The core of the game is a progression system, in which players gain new levels by participating in different in-game activities including story-focused and optional missions to un-lock new abilities, and gain new equipment including weapons and armor. The strength of a player can be measured by their level (up to 30) and the quality of their equipment is expressed in Gear Score points. In the player versus environment (PvE) sections of the game, players can group up and complete missions together. The Game also features a competitive player versus player (PvP) area-called Dark Zone-which has its own progression system. In this special area players can still group up to complete missions for better equipment; however they can also turn on each other and become Rogue by killing other players and taking their rewards for themselves. After reaching the maximum level, players can participate in Incursions, which are particularly difficult missions for groups. Ubisoft also released a number of expansions for the game in the form of downloadable content (DLC), which added new areas, equipment, and both PvE and PVP content to the game. The game was not only well received (80/100 Metacritic score on consoles2) but was also the best-selling game of Ubisoft at the time of its release3. As the game integrates different systems from massively multiplayer online role-playing games and multiplayer shooters and supports different play styles and interaction modes (i.e. player-environment and player-player), it provides a rich and complex game testbed for research on motivation.
The collected data consists of aggregated information on the in-game activity of players over a long period of time and their corresponding UPEQ survey scores. These two types of data were collected independently, with the gameplay features recorded between and the survey data collected through a web interface separately. As such, the survey data measures a general disposition of the players.
The dataset consists of one datapoint per player and, in total, 443 players participated in the above-mentioned data collection process. Approximately 51% of the subjects were young adults, between 18 and 34 years old, while 9% were underage (15-17), 34% between 35 and 54, and 6% above 55. Country-wise, 23% of the respondents were from the United Kingdom, 15% from Australia, 14% from Sweden, 9% from Denmark, 5% from Finland, 5% from Norway, 1% from New Zealand, with the remaining 28% not providing an answer.
The dataset was cleaned of datapoints with missing values, corrupted entries, and outliers to prevent skewing any statistical analysis process. An extensive pruning was necessary due to outliers distorting the distribution of general game metrics and due to noise generated by the data logging service which inflated playtime. After the cleaning process the dataset contains 298 players.

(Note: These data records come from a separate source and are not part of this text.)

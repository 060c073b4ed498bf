//! Command-line argument definitions using clap.

use clap::{Args, Parser, Subcommand};
use std::path::PathBuf;

/// Local certificate authority for development and lab environments
///
/// Creates a private root CA, issues server/client certificates from
/// YAML profiles, and tracks revocations in a signed ledger.
#[derive(Parser, Debug)]
#[command(name = "orecert")]
#[command(author, version, about, long_about = None)]
#[command(propagate_version = true)]
pub struct Cli {
    /// Config file (default: .orecert.yaml in the working directory)
    #[arg(short = 'c', long, global = true, env = "ORECERT_CONFIG")]
    pub config: Option<PathBuf>,

    /// Increase log verbosity
    #[arg(short, long, global = true)]
    pub verbose: bool,

    /// Only log errors
    #[arg(short, long, global = true, conflicts_with = "verbose")]
    pub quiet: bool,

    #[command(subcommand)]
    pub command: Commands,
}

#[derive(Subcommand, Debug)]
pub enum Commands {
    /// Create the root CA key and self-signed certificate
    #[command(name = "init-ca")]
    InitCa(InitCaArgs),

    /// Issue a certificate from a profile file
    Issue(IssueArgs),

    /// Revoke a certificate and re-sign the ledger
    Revoke(RevokeArgs),

    /// Verify a certificate against the root
    Verify(VerifyArgs),
}

#[derive(Args, Debug)]
pub struct InitCaArgs {
    /// Key algorithm: rsa, ecdsa or ed25519
    #[arg(long)]
    pub algo: Option<String>,

    /// Validity in days
    #[arg(long)]
    pub days: Option<u32>,

    /// Replace an existing root key and certificate
    #[arg(long)]
    pub overwrite: bool,
}

#[derive(Args, Debug)]
pub struct IssueArgs {
    /// Profile file (YAML) describing the certificate
    pub profile: PathBuf,

    /// Certificate type: server, client or both
    #[arg(short = 't', long = "type", default_value = "server")]
    pub usage: String,

    /// Replace existing artifacts for this CN
    #[arg(long)]
    pub overwrite: bool,
}

#[derive(Args, Debug)]
pub struct RevokeArgs {
    /// Profile file (YAML) naming the CN to revoke
    pub profile: PathBuf,
}

#[derive(Args, Debug)]
pub struct VerifyArgs {
    /// Profile file (YAML) naming the CN to verify
    pub profile: PathBuf,

    /// Also check the revocation ledger
    #[arg(long)]
    pub check_revocation: bool,
}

To represent computationally the player's behavior within the game, 30 high-level gameplay features are employed that can be extracted from a broader range of game telemetry data. While most of these are simple aggregated game metrics describing the time allocation and progression of the player, 4 of these gameplay features are exclusive categories of distinct play styles or player types based on sequence-based profiling of the player's in-game activities performed via cluster analysis. Additionally, the dataset contains 4 Likert scores that represent the four motivation factors of each player as measured by the UPEQ survey. The three types of data considered are detailed as follows:
As the original dataset contains one datapoint per player, individual feature vectors used for the preference learning task are independent. This means that during the preparation of the PL experiments, each datapoint is compared to every other point during the pairwise transformation of the dataset. This transformation applies a preference threshold (Pt) parameter, which controls the margin of significance under which two datapoints are considered equal. The purpose of a threshold Pt is to counter the noise in the ground truth data which can skew modelling results. Additionally, to translating the relationship of datapoints into preference relations, this step also creates new datapoints for the machine learning task. The size of the dataset is nearing a quadratic proportion to the original dataset, with 64, 705 training and 775 testing points on average depending on the ground truth and the optimal Pt parameter. Furthermore, because each pairwise comparison creates two new datapoints—describing the preference relation in both directions—the transformation balances the baseline of the classification task to 50% accuracy.
All PL models are validated with 10-fold cross validation. To prevent data leakage, the training and test folds are separated before the normalization and pairwise transformation of the data. A z-normalization technique can be applied to both the training and the test set before the transformation. To preserve the independence of the test set, assume that it is drawn from the same distribution as the training set and apply the same transformation to the corresponding test set as well.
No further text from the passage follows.